Do that work inside steps instead.

Step style

Every step(...) callable receives one context argument:

def read_claims(context):
    ...


def clean_claims(context):
    ...

map(...) and step_each(...) are the batch-oriented exception. They accept either:

def validate_pdf(file_ref):
    ...


def validate_pdf_with_context(context, file_ref):
    ...

map(...) always returns a Batch, and step_each(...) is the equivalent alias. Both raise immediately when the current batch is empty.

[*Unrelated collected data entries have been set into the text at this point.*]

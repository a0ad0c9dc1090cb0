//! Horizontal bar chart built from an explicit scope: callers describe bars
//! through [`BarChartScope`] and the chart derives heights from the largest
//! value.

use std::rc::Rc;

use swivel_core::{
    AnimatedValue, AnimationSpec, Callback, Easing, Modifier, Rect, View, ViewKind, theme,
};
use web_time::Duration;

const BAR_WIDTH: f32 = 20.0;

pub struct BarSpec {
    pub value: f32,
    pub label: String,
    pub active: bool,
    pub on_press: Option<Callback>,
}

/// Collects the bars for one [`BarChart`] invocation.
#[derive(Default)]
pub struct BarChartScope {
    bars: Vec<BarSpec>,
}

impl BarChartScope {
    pub fn bar(&mut self, value: f32, label: impl Into<String>) -> &mut Self {
        self.bars.push(BarSpec {
            value,
            label: label.into(),
            active: true,
            on_press: None,
        });
        self
    }

    pub fn bar_with(&mut self, spec: BarSpec) -> &mut Self {
        self.bars.push(spec);
        self
    }

    fn max_value(&self) -> f32 {
        self.bars.iter().map(|b| b.value).fold(1.0, f32::max)
    }
}

/// Height for one bar. Values at or below one render as a stub so empty
/// buckets stay visible and tappable.
pub fn bar_height(value: f32, max_value: f32, max_height: f32) -> f32 {
    if max_value <= 1.0 || value <= 1.0 {
        return BAR_WIDTH;
    }
    ((max_height / max_value) * value).max(BAR_WIDTH * 1.5)
}

/// One bar's tweened rise. Hosts keep one per bar and rebuild while any is
/// still animating.
pub struct BarRise {
    height: AnimatedValue<f32>,
}

impl BarRise {
    pub fn new(duration: Duration) -> Self {
        Self {
            height: AnimatedValue::new(
                BAR_WIDTH,
                AnimationSpec::tween(duration, Easing::EaseOut),
            ),
        }
    }

    pub fn set_height(&mut self, h: f32) {
        self.height.set_target(h);
    }

    pub fn current(&self) -> f32 {
        *self.height.get()
    }

    pub fn tick(&mut self) -> bool {
        self.height.update()
    }
}

#[allow(non_snake_case)]
pub fn BarChart(max_height: f32, build: impl FnOnce(&mut BarChartScope)) -> View {
    let mut scope = BarChartScope::default();
    build(&mut scope);
    let t = theme();
    let max = scope.max_value();

    let mut row = View::new(ViewKind::Row).modifier(
        Modifier::new()
            .fill_max_width()
            .height(max_height + 28.0)
            .gap(10.0),
    );

    for bar in scope.bars {
        let h = bar_height(bar.value, max, max_height);
        let color = if bar.active {
            t.chart.primary
        } else {
            t.chart.secondary.with_alpha(76)
        };
        let glyph = View::new(ViewKind::Canvas {
            paint: Rc::new(move |scope| {
                scope.rect(
                    Rect {
                        x: 0.0,
                        y: scope.size.height - h,
                        w: BAR_WIDTH,
                        h,
                    },
                    color,
                    BAR_WIDTH / 2.0,
                );
            }),
        })
        .modifier(Modifier::new().size(BAR_WIDTH, max_height));

        let mut column = View::new(ViewKind::Column).child(glyph);
        if !bar.label.is_empty() {
            let label_color = if bar.active {
                t.foreground
            } else {
                t.muted_foreground
            };
            column = column.child(View::new(ViewKind::Text {
                text: bar.label,
                color: label_color,
                font_size: 18.0,
            }));
        }
        if let Some(on_press) = bar.on_press {
            let cb = on_press.clone();
            column = column.modifier(Modifier::new().on_press(move || cb()));
        }
        row = row.child(column);
    }
    row
}

#[cfg(test)]
mod tests {
    use super::*;

    #[test]
    fn heights_scale_against_the_largest_value() {
        assert_eq!(bar_height(50.0, 100.0, 100.0), 50.0);
        assert_eq!(bar_height(100.0, 100.0, 100.0), 100.0);
    }

    #[test]
    fn small_values_render_as_stubs() {
        assert_eq!(bar_height(0.0, 100.0, 100.0), BAR_WIDTH);
        assert_eq!(bar_height(1.0, 100.0, 100.0), BAR_WIDTH);
        // Non-empty but tiny: clamped up so it stays distinguishable.
        assert_eq!(bar_height(2.0, 1000.0, 100.0), BAR_WIDTH * 1.5);
    }

    #[test]
    fn scope_collects_bars_in_order() {
        let view = BarChart(100.0, |s| {
            s.bar(3.0, "a").bar(9.0, "b");
        });
        assert_eq!(view.children.len(), 2);
        // Each bar column: canvas glyph + label.
        assert_eq!(view.children[0].children.len(), 2);
    }
}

Use native libraries directly inside those steps:

  • Polars for dataframe reads, transforms, and writes

  • DuckDB for SQL and database work

  • pathlib and normal Python for filesystem logic

That simplicity is the intended authoring experience. Flow modules should feel like normal Python modules with a small orchestration surface.

Good patterns

  • keep import-time code side-effect free

  • keep expensive work inside steps

  • use save_as= and use= to preserve intermediate objects

  • use build().preview(use="name") in notebooks when you want to inspect one saved intermediate object quickly

  • use collect(...) when you want a batch of files

  • use map(...) or step_each(...) when the same callable should run once per batch item

  • use context.source for source-relative paths

  • use context.mirror for write-ready output paths

  • return the written Path from output steps so the UI can enable Inspect

  • move shared parsing, SQL, and utility code into flow_modules/flow_helpers/*.py and import it from flows with from flow_helpers.<name> import ...

Also good:

  • use context.config.require("name") for required TOML config

  • use context.database("analytics/db.duckdb") for workspace-local database paths

  • record useful UI/runtime details in context.metadata

  • keep writer steps narrow and explicit

  • split “build data” and “write data” into separate steps when you want a previewable intermediate

Usually worth avoiding:

  • monolithic steps that read, transform, and write everything at once

  • hand-built relative path logic when context.source or context.mirror already models it

  • hidden global state in helper modules

  • returning a path that was never actually written

Helper modules

Helper modules are regular Python files under flow_modules/flow_helpers/. They are compiled into workspace-local runtime artifacts and are importable from both notebook-authored and Python-authored flows.

Example:

# flow_modules/flow_helpers/claims_sql.py
LATEST_CLAIMS_SQL = "select * from claims where is_latest = true"
# flow_modules/claims_report.py
from flow_helpers.claims_sql import LATEST_CLAIMS_SQL
from data_engine import Flow


def build():
    return Flow(group="Claims")

Files in flow_modules/flow_helpers/ support authored flow modules and stay out of runnable flow discovery.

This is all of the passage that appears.